Differences in income distributions for men and women in the European Union countries
DOI:
https://doi.org/10.24136/eq.2019.004Keywords:
gender pay gap, differences in distributions, decomposition methodsAbstract
Research background: Recently there has been an increase in interest in the studies of income inequalities. The findings of numerous empirical studies show that males earn higher wages than females. A variety of techniques of income inequalities decomposition are becoming popular. New procedures go far beyond the Oaxaca-Blinder decomposition. They allow to study differences of income distributions for various groups of people and to decompose them at various quantile points.
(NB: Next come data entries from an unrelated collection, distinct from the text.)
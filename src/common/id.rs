//! Process-wide unique identifier allocation.
//!
//! Every connection, message, and room identifier comes out of one
//! [`IdAllocator`]. An identifier packs the wall clock and a sequence
//! counter into a single 64-bit value: `(millis_since_epoch << 16) | counter`.
//! The packed layout keeps identifiers strictly increasing and lets callers
//! recover a coarse timestamp without a lookup.

use std::sync::atomic::{AtomicU64, Ordering};

use crate::common::time::now_millis;

/// Number of low bits reserved for the per-millisecond counter.
const COUNTER_BITS: u32 = 16;

/// Lock-free allocator of strictly increasing 64-bit identifiers.
#[derive(Debug, Default)]
pub struct IdAllocator {
    /// Last issued identifier, packed as `(millis << 16) | counter`.
    state: AtomicU64,
}

impl IdAllocator {
    pub const fn new() -> Self {
        Self {
            state: AtomicU64::new(0),
        }
    }

    /// Issue the next identifier.
    ///
    /// When the wall clock has advanced past the stored millisecond the
    /// counter restarts at zero; otherwise the packed state is bumped by one,
    /// which exhausts the 16-bit counter space before borrowing from the next
    /// millisecond. A wall clock that jumps backwards is ignored entirely,
    /// so identifiers never decrease.
    pub fn next(&self) -> u64 {
        let mut last = self.state.load(Ordering::Relaxed);
        loop {
            let wall = (now_millis() as u64) << COUNTER_BITS;
            let candidate = if wall > last { wall } else { last + 1 };
            match self.state.compare_exchange_weak(
                last,
                candidate,
                Ordering::AcqRel,
                Ordering::Relaxed,
            ) {
                Ok(_) => return candidate,
                Err(observed) => last = observed,
            }
        }
    }

    /// Recover the millisecond timestamp embedded in an identifier.
    pub fn timestamp_of(id: u64) -> i64 {
        (id >> COUNTER_BITS) as i64
    }
}
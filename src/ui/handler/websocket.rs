//! WebSocket connection handlers.
//!
//! HTTP and WebSocket split here, at the upgrade boundary: these handlers
//! validate the target, perform the RFC 6455 upgrade, and then run one read
//! task and one writer task per connection until the session ends.

use std::net::SocketAddr;
use std::sync::Arc;

use axum::{
    extract::{
        ConnectInfo, Path, State,
        ws::{CloseFrame, Message, Utf8Bytes, WebSocket, WebSocketUpgrade},
    },
    http::{HeaderMap, HeaderName, HeaderValue, StatusCode, header},
    response::{IntoResponse, Response},
};
use base64::Engine;
use base64::engine::general_purpose::STANDARD;
use futures_util::{
    SinkExt, StreamExt,
    stream::{SplitSink, SplitStream},
};
use rand::RngCore;
use rand::rngs::OsRng;
use tokio::sync::{mpsc, watch};
use tracing::{debug, warn};

use crate::domain::RoomName;
use crate::infrastructure::registry::{CLOSE_INTERNAL_OVERLOAD, Outbound};
use crate::ui::cookies::ensure_identity;
use crate::ui::state::AppState;
use crate::usecase::{
    ClientContext, ConnectClientUseCase, ConnectParams, DisconnectClientUseCase,
    DispatchFrameUseCase,
};

/// Per-connection marker header added to every upgrade response.
const MAGIC_COOKIE_HEADER: HeaderName = HeaderName::from_static("x-magic-cookie");

/// `GET /room/{room}/ws`: upgrade into a named room.
pub async fn room_ws_handler(
    State(state): State<Arc<AppState>>,
    Path(room): Path<String>,
    ConnectInfo(addr): ConnectInfo<SocketAddr>,
    headers: HeaderMap,
    ws: WebSocketUpgrade,
) -> Response {
    let Ok(name) = RoomName::new(room) else {
        return upgrade_rejection();
    };
    upgrade(state, Some(name), addr, headers, ws)
}

/// `GET /api/ws`: upgrade into the null room.
pub async fn api_ws_handler(
    State(state): State<Arc<AppState>>,
    ConnectInfo(addr): ConnectInfo<SocketAddr>,
    headers: HeaderMap,
    ws: WebSocketUpgrade,
) -> Response {
    upgrade(state, None, addr, headers, ws)
}

/// Non-whitelisted upgrade target: no WS session is created.
fn upgrade_rejection() -> Response {
    (
        StatusCode::NOT_FOUND,
        [(header::CONNECTION, "close")],
        "404 Not Found\n",
    )
        .into_response()
}

fn upgrade(
    state: Arc<AppState>,
    room: Option<RoomName>,
    addr: SocketAddr,
    headers: HeaderMap,
    ws: WebSocketUpgrade,
) -> Response {
    let identity = ensure_identity(
        &state.signer,
        state.group.ids(),
        &headers,
        state.config.cookies_insecure,
    );
    let user_agent = header_string(&headers, header::USER_AGENT);
    let referer = header_string(&headers, header::REFERER);
    let session_id = identity.session_id;

    let mut response = ws.on_upgrade(move |socket| {
        client_session(socket, state, room, addr, user_agent, referer, session_id)
    });
    let response_headers = response.headers_mut();
    response_headers.insert(
        header::CONTENT_TYPE,
        HeaderValue::from_static("application/x-websocket"),
    );
    response_headers.insert(MAGIC_COOKIE_HEADER, magic_cookie());
    if let Some(cookie) = identity.set_cookie
        && let Ok(value) = HeaderValue::from_str(&cookie)
    {
        response_headers.append(header::SET_COOKIE, value);
    }
    response
}

fn header_string(headers: &HeaderMap, name: HeaderName) -> Option<String> {
    headers
        .get(name)
        .and_then(|value| value.to_str().ok())
        .map(str::to_string)
}

/// Telemetry marker: a quoted base64 rendering of 12 random bytes.
fn magic_cookie() -> HeaderValue {
    let mut data = [0u8; 12];
    OsRng.fill_bytes(&mut data);
    HeaderValue::from_str(&format!("\"{}\"", STANDARD.encode(data))).unwrap()
}

async fn client_session(
    socket: WebSocket,
    state: Arc<AppState>,
    room: Option<RoomName>,
    addr: SocketAddr,
    user_agent: Option<String>,
    referer: Option<String>,
    session_id: String,
) {
    let (outbound_tx, outbound_rx) = mpsc::channel(state.config.send_queue_capacity);
    let (close_tx, close_rx) = watch::channel(None);

    let client = ConnectClientUseCase::new(Arc::clone(&state.group))
        .execute(ConnectParams {
            room,
            remote_addr: Some(addr),
            user_agent,
            referer,
            session_id: Some(session_id),
            sender: outbound_tx,
            close: close_tx.clone(),
        })
        .await;

    let (sink, stream) = socket.split();
    let mut send_task = tokio::spawn(writer_loop(sink, outbound_rx, close_rx));

    let ctx = ClientContext {
        uid: client.uid,
        room: Arc::clone(&client.room),
    };
    let dispatch = DispatchFrameUseCase::new(Arc::clone(&state.group));
    let mut recv_task = tokio::spawn(read_loop(stream, dispatch, ctx, close_tx));

    // Whichever task finishes first tears the other one down.
    tokio::select! {
        _ = &mut recv_task => send_task.abort(),
        _ = &mut send_task => recv_task.abort(),
    }

    DisconnectClientUseCase::new(Arc::clone(&state.group))
        .execute(&client.room, client.uid)
        .await;
}

async fn read_loop(
    mut stream: SplitStream<WebSocket>,
    dispatch: DispatchFrameUseCase,
    ctx: ClientContext,
    close: watch::Sender<Option<u16>>,
) {
    while let Some(message) = stream.next().await {
        let message = match message {
            Ok(message) => message,
            Err(err) => {
                debug!(uid = %ctx.uid, %err, "websocket read error");
                break;
            }
        };
        match message {
            Message::Text(text) => {
                if let Err(err) = dispatch.execute(&ctx, text.as_str()).await {
                    warn!(uid = %ctx.uid, %err, "closing overloaded session");
                    let _ = close.send(Some(CLOSE_INTERNAL_OVERLOAD));
                    break;
                }
            }
            Message::Close(_) => {
                debug!(uid = %ctx.uid, "client requested close");
                break;
            }
            Message::Ping(_) | Message::Pong(_) => {
                // Handled by the WebSocket protocol layer.
            }
            Message::Binary(_) => {
                debug!(uid = %ctx.uid, "ignoring binary frame");
            }
        }
    }
}

async fn writer_loop(
    mut sink: SplitSink<WebSocket, Message>,
    mut queue: mpsc::Receiver<Outbound>,
    mut close_rx: watch::Receiver<Option<u16>>,
) {
    loop {
        tokio::select! {
            changed = close_rx.changed() => {
                // The out-of-band path: the queue may be full, but the
                // socket can still carry the close frame.
                let code = if changed.is_ok() {
                    *close_rx.borrow()
                } else {
                    None
                };
                if let Some(code) = code {
                    let _ = sink.send(close_message(code)).await;
                }
                break;
            }
            item = queue.recv() => match item {
                Some(Outbound::Frame(frame)) => {
                    if sink.send(Message::Text(frame)).await.is_err() {
                        break;
                    }
                }
                Some(Outbound::Close(code)) => {
                    let _ = sink.send(close_message(code)).await;
                    break;
                }
                None => break,
            }
        }
    }
}

fn close_message(code: u16) -> Message {
    Message::Close(Some(CloseFrame {
        code,
        reason: Utf8Bytes::from_static(""),
    }))
}
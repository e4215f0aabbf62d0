//! Per-path blob cache with single-flight production.

use std::collections::HashMap;
use std::sync::Arc;
use std::time::Duration;

use bytes::Bytes;
use tokio::sync::Mutex;

/// A produced blob together with its resolved content type.
#[derive(Debug, Clone)]
pub struct CachedBlob {
    pub bytes: Bytes,
    pub content_type: String,
    /// Epoch milliseconds when the blob was produced
    pub generated_at: i64,
}

/// Shared handle to a cached blob.
pub type Blob = Arc<CachedBlob>;

#[derive(Debug, Default)]
pub(crate) struct Slot {
    pub(crate) blob: Option<Blob>,
}

/// Cache keyed by resolved path.
///
/// Each path owns one slot guarded by its own mutex; a producer runs while
/// that mutex is held, so concurrent requests for the same path wait on the
/// slot and then share the freshly produced blob.
#[derive(Debug)]
pub struct BlobCache {
    slots: Mutex<HashMap<String, Arc<Mutex<Slot>>>>,
    max_age_ms: i64,
}

impl BlobCache {
    pub fn new(max_age: Duration) -> Self {
        Self {
            slots: Mutex::new(HashMap::new()),
            max_age_ms: max_age.as_millis() as i64,
        }
    }

    pub(crate) async fn slot(&self, path: &str) -> Arc<Mutex<Slot>> {
        let mut slots = self.slots.lock().await;
        slots.entry(path.to_string()).or_default().clone()
    }

    pub(crate) fn is_fresh(&self, blob: &CachedBlob, now: i64) -> bool {
        now - blob.generated_at < self.max_age_ms
    }
}

#[cfg(test)]
mod tests {
    use super::*;

    #[tokio::test]
    async fn test_slots_are_shared_per_path() {
        // given:
        let cache = BlobCache::new(Duration::from_secs(60));

        // when:
        let a = cache.slot("/x").await;
        let b = cache.slot("/x").await;
        let c = cache.slot("/y").await;

        // then:
        assert!(Arc::ptr_eq(&a, &b));
        assert!(!Arc::ptr_eq(&a, &c));
    }

    #[tokio::test]
    async fn test_freshness_window() {
        // given:
        let cache = BlobCache::new(Duration::from_secs(10));
        let blob = CachedBlob {
            bytes: Bytes::new(),
            content_type: "text/plain".to_string(),
            generated_at: 1_000_000,
        };

        // then:
        assert!(cache.is_fresh(&blob, 1_000_000 + 9_999));
        assert!(!cache.is_fresh(&blob, 1_000_000 + 10_000));
    }
}
//! Instant: a multi-room chat server.
//!
//! Clients connect over long-lived WebSocket sessions, join rooms by URL,
//! and exchange server-stamped JSON envelopes; a secondary HTTP surface
//! serves the static web client and signed identity cookies.

pub mod common;
pub mod config;
pub mod domain;
pub mod infrastructure;
pub mod logger;
pub mod ui;
pub mod usecase;

// Re-export entry points
pub use config::{Cli, ServerConfig};
pub use logger::setup_logger;
pub use ui::runner::{RunError, Server, run as run_server};
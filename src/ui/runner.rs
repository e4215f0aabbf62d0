//! Server startup: wire the process singletons, bind, serve, shut down.

use std::net::SocketAddr;
use std::sync::Arc;
use std::time::Duration;

use axum::Router;
use thiserror::Error;
use tokio::net::TcpListener;
use tracing::info;

use crate::config::ServerConfig;
use crate::domain::ROOM_NAME_PATTERN;
use crate::infrastructure::fileprod::synthetic::escape_js;
use crate::infrastructure::fileprod::{
    FileSystemProducer, ProducerChain, ResourceProducer, SyntheticProducer,
};
use crate::infrastructure::registry::{CLOSE_GOING_AWAY, RoomGroup};
use crate::infrastructure::token::{KeyError, TokenSigner};

use super::hooks::{HookRegistry, RedirectHook, RequestHook, StaticFileHook};
use super::http_log::AccessLogWriter;
use super::router::build_router;
use super::signal::shutdown_signal;
use super::state::AppState;

/// Grace period between the shutdown close broadcast and severing sockets.
const SHUTDOWN_GRACE: Duration = Duration::from_secs(5);

/// Fatal startup and serve errors.
#[derive(Debug, Error)]
pub enum RunError {
    #[error("failed to bind {addr}: {source}")]
    Bind {
        addr: String,
        source: std::io::Error,
    },

    #[error(transparent)]
    Key(#[from] KeyError),

    #[error("invalid built-in pattern: {0}")]
    Pattern(#[from] regex::Error),

    #[error(transparent)]
    Io(#[from] std::io::Error),
}

/// A bound, ready-to-serve server instance.
///
/// Tests bind to an ephemeral port and read it back via
/// [`Server::local_addr`]; production goes through [`run`].
pub struct Server {
    listener: TcpListener,
    state: Arc<AppState>,
    router: Router,
}

impl Server {
    pub async fn bind(config: ServerConfig) -> Result<Self, RunError> {
        let state = build_state(config)?;
        let addr = state.config.bind_addr();
        let listener = TcpListener::bind(&addr)
            .await
            .map_err(|source| RunError::Bind { addr, source })?;
        let router = build_router(Arc::clone(&state));
        Ok(Self {
            listener,
            state,
            router,
        })
    }

    pub fn local_addr(&self) -> std::io::Result<SocketAddr> {
        self.listener.local_addr()
    }

    /// Get a reference to the shared state (for testing).
    pub fn state(&self) -> &Arc<AppState> {
        &self.state
    }

    /// Serve until the process shutdown signal arrives.
    pub async fn serve(self) -> Result<(), RunError> {
        self.serve_with_shutdown(shutdown_signal()).await
    }

    /// Serve until `shutdown` resolves: then every client receives a close
    /// (1001), and sockets still open after the grace period are severed.
    pub async fn serve_with_shutdown(
        self,
        shutdown: impl Future<Output = ()> + Send + 'static,
    ) -> Result<(), RunError> {
        let group = Arc::clone(&self.state.group);
        let (closing_tx, closing_rx) = tokio::sync::oneshot::channel::<()>();

        let server = axum::serve(
            self.listener,
            self.router
                .into_make_service_with_connect_info::<SocketAddr>(),
        )
        .with_graceful_shutdown(async move {
            shutdown.await;
            info!("shutting down: closing client connections");
            group.close_all(CLOSE_GOING_AWAY).await;
            let _ = closing_tx.send(());
        });

        tokio::select! {
            result = server => result.map_err(RunError::Io),
            _ = async {
                let _ = closing_rx.await;
                tokio::time::sleep(SHUTDOWN_GRACE).await;
            } => {
                info!("severing remaining connections");
                Ok(())
            }
        }
    }
}

/// Bind and serve with the process signal handler. Entry point of the
/// binary's main loop.
pub async fn run(config: ServerConfig) -> Result<(), RunError> {
    let server = Server::bind(config).await?;
    info!(addr = %server.local_addr()?, "listening");
    server.serve().await
}

fn build_state(config: ServerConfig) -> Result<Arc<AppState>, RunError> {
    let signer = TokenSigner::load(config.cookie_keyfile.as_deref())?;
    let producers = build_producer_chain(&config)?;
    let hooks = build_hooks(Arc::clone(&producers))?;
    let http_log = AccessLogWriter::open(&config.http_log);
    Ok(Arc::new(AppState {
        group: Arc::new(RoomGroup::new()),
        producers,
        hooks,
        signer: Arc::new(signer),
        http_log,
        config,
    }))
}

/// The default hook order: static files (with aliases), then redirects.
/// The registry's built-in 404 answers last.
fn build_hooks(producers: Arc<ProducerChain>) -> Result<Arc<HookRegistry>, RunError> {
    let mut redirects = RedirectHook::new();
    redirects.add(&format!("/room/{ROOM_NAME_PATTERN}"), r"\0/", 301)?;

    let hooks: Vec<Arc<dyn RequestHook>> = vec![
        Arc::new(StaticFileHook::new(producers)),
        Arc::new(redirects),
    ];
    Ok(Arc::new(HookRegistry::new(hooks)))
}

/// Assemble the producer chain with the built-in bindings: aliases,
/// content types, the version file, and the whitelisted webroot.
fn build_producer_chain(config: &ServerConfig) -> Result<Arc<ProducerChain>, RunError> {
    let mut chain = ProducerChain::new(config.cache_max_age);

    let aliases = chain.aliases_mut();
    aliases.add_literal("/", "/pages/main.html");
    aliases.add_literal("/favicon.ico", "/static/logo-static_128x128.ico");
    aliases.add_regex(r"/([^/]+)\.html", r"/pages/\1.html")?;
    aliases.add_regex(&format!("/room/{ROOM_NAME_PATTERN}/"), "/static/room.html")?;

    let content_types = chain.content_types_mut();
    content_types.add(r".*\.html", "text/html; charset=utf-8")?;
    content_types.add(r".*\.css", "text/css; charset=utf-8")?;
    content_types.add(r".*\.js", "application/javascript; charset=utf-8")?;
    content_types.add(r".*\.svg", "image/svg+xml; charset=utf-8")?;
    content_types.add(r".*\.png", "image/png")?;
    content_types.add(r".*\.ico", "image/vnd.microsoft.icon")?;

    let mut synthetic = SyntheticProducer::new();
    synthetic.register("/static/version.js", version_file(config));

    let mut filesystem = FileSystemProducer::new(config.webroot.clone());
    filesystem.whitelist("/pages/.*")?;
    filesystem.whitelist("/static/.*")?;

    chain.push_producer(Arc::new(synthetic));
    chain.push_producer(Arc::new(filesystem));
    chain.push_producer(Arc::new(ResourceProducer::new()));
    Ok(Arc::new(chain))
}

fn version_file(config: &ServerConfig) -> String {
    let version = escape_js(env!("CARGO_PKG_VERSION"));
    let revision = match &config.revision {
        Some(revision) => format!("\"{}\"", escape_js(revision)),
        None => "null".to_string(),
    };
    format!("this._instantVersion_ = {{version: \"{version}\", revision: {revision}}};\n")
}
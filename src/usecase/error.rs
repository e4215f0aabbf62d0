//! Use-case layer error definitions.

use thiserror::Error;

/// Fatal outcome of handling one inbound frame: the session must end.
#[derive(Debug, Error, Clone, PartialEq, Eq)]
pub enum SessionError {
    /// The client's own send queue overflowed; the connection is closed
    /// with code 1011 and a leave presence is emitted.
    #[error("send queue overflow")]
    QueueOverflow,
}
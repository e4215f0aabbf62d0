//! Core domain models for the chat server.

use std::net::SocketAddr;

use serde::{Deserialize, Serialize};

use super::value_object::{ConnectionId, Nick, Timestamp};

/// A client currently connected to a room.
///
/// The per-connection task owns the live socket; rooms only hold this
/// descriptor next to the client's send handle and drop it on disconnect.
#[derive(Debug, Clone)]
pub struct Member {
    /// Server-assigned connection identifier
    pub uid: ConnectionId,
    /// Current display nick
    pub nick: Nick,
    /// Timestamp when the member joined
    pub connected_at: Timestamp,
    /// Remote peer address, when known
    pub remote_addr: Option<SocketAddr>,
    /// HTTP User-Agent presented at upgrade
    pub user_agent: Option<String>,
    /// HTTP Referer presented at upgrade
    pub referer: Option<String>,
    /// Session identifier taken from the verified identity cookie
    pub session_id: Option<String>,
}

impl Member {
    /// Create a member with the anonymous default nick.
    pub fn new(uid: ConnectionId, connected_at: Timestamp) -> Self {
        Self {
            uid,
            nick: Nick::anonymous(),
            connected_at,
            remote_addr: None,
            user_agent: None,
            referer: None,
            session_id: None,
        }
    }
}

/// One row of a consistent who-is-here snapshot.
#[derive(Debug, Clone, PartialEq, Eq, Serialize, Deserialize)]
pub struct SnapshotEntry {
    pub uid: String,
    pub nick: String,
}

impl From<&Member> for SnapshotEntry {
    fn from(member: &Member) -> Self {
        Self {
            uid: member.uid.to_string(),
            nick: member.nick.as_str().to_string(),
        }
    }
}

#[cfg(test)]
mod tests {
    use super::*;

    #[test]
    fn test_member_defaults_to_anonymous_nick() {
        // given:
        let member = Member::new(ConnectionId::new(7), Timestamp::new(1000));

        // then:
        assert_eq!(member.nick, Nick::anonymous());
        assert_eq!(member.connected_at, Timestamp::new(1000));
        assert!(member.session_id.is_none());
    }

    #[test]
    fn test_snapshot_entry_uses_wire_forms() {
        // given:
        let mut member = Member::new(ConnectionId::new(42), Timestamp::new(0));
        member.nick = Nick::new("ada".to_string()).unwrap();

        // when:
        let entry = SnapshotEntry::from(&member);

        // then:
        assert_eq!(entry.uid, "42");
        assert_eq!(entry.nick, "ada");
    }
}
Purpose of the article: The aim of the paper is to compare personal income distributions in selected countries of the European Union, taking into account gender differences.
Methods: First, we examined the income inequalities between men and women in each country using the Oaxaca-Blinder decomposition procedure. The unexplained part of the gender pay gap gave us information about the wage discrimination. Second, we extended the decomposition procedure to different quantile points along the whole income distribution. To describe differences between the incomes of men and women, we constructed the so-called counterfactual distribution, which is a mixture of a conditional distribution of the dependent variable (income) and a distribution of the explanatory variables (individual people?s characteristics). Then, we utilized the residual imputation approach (JMP-approach).
Findings & Value added: In the article data from EU-SILC (Statistics on Income and Living Conditions) were used. We found that there exists an important diversity in the size of the gender pay gap across members of the European Union. The results obtained for these countries allowed us to group them into clusters. In general, there are two types of countries in Europe: the countries, where the bulk of the observed income differences cannot be explained by observed characteristics, and the countries, where the explained and the unexplained effects are both positive, with even a bigger explained effect for the lower income ranges.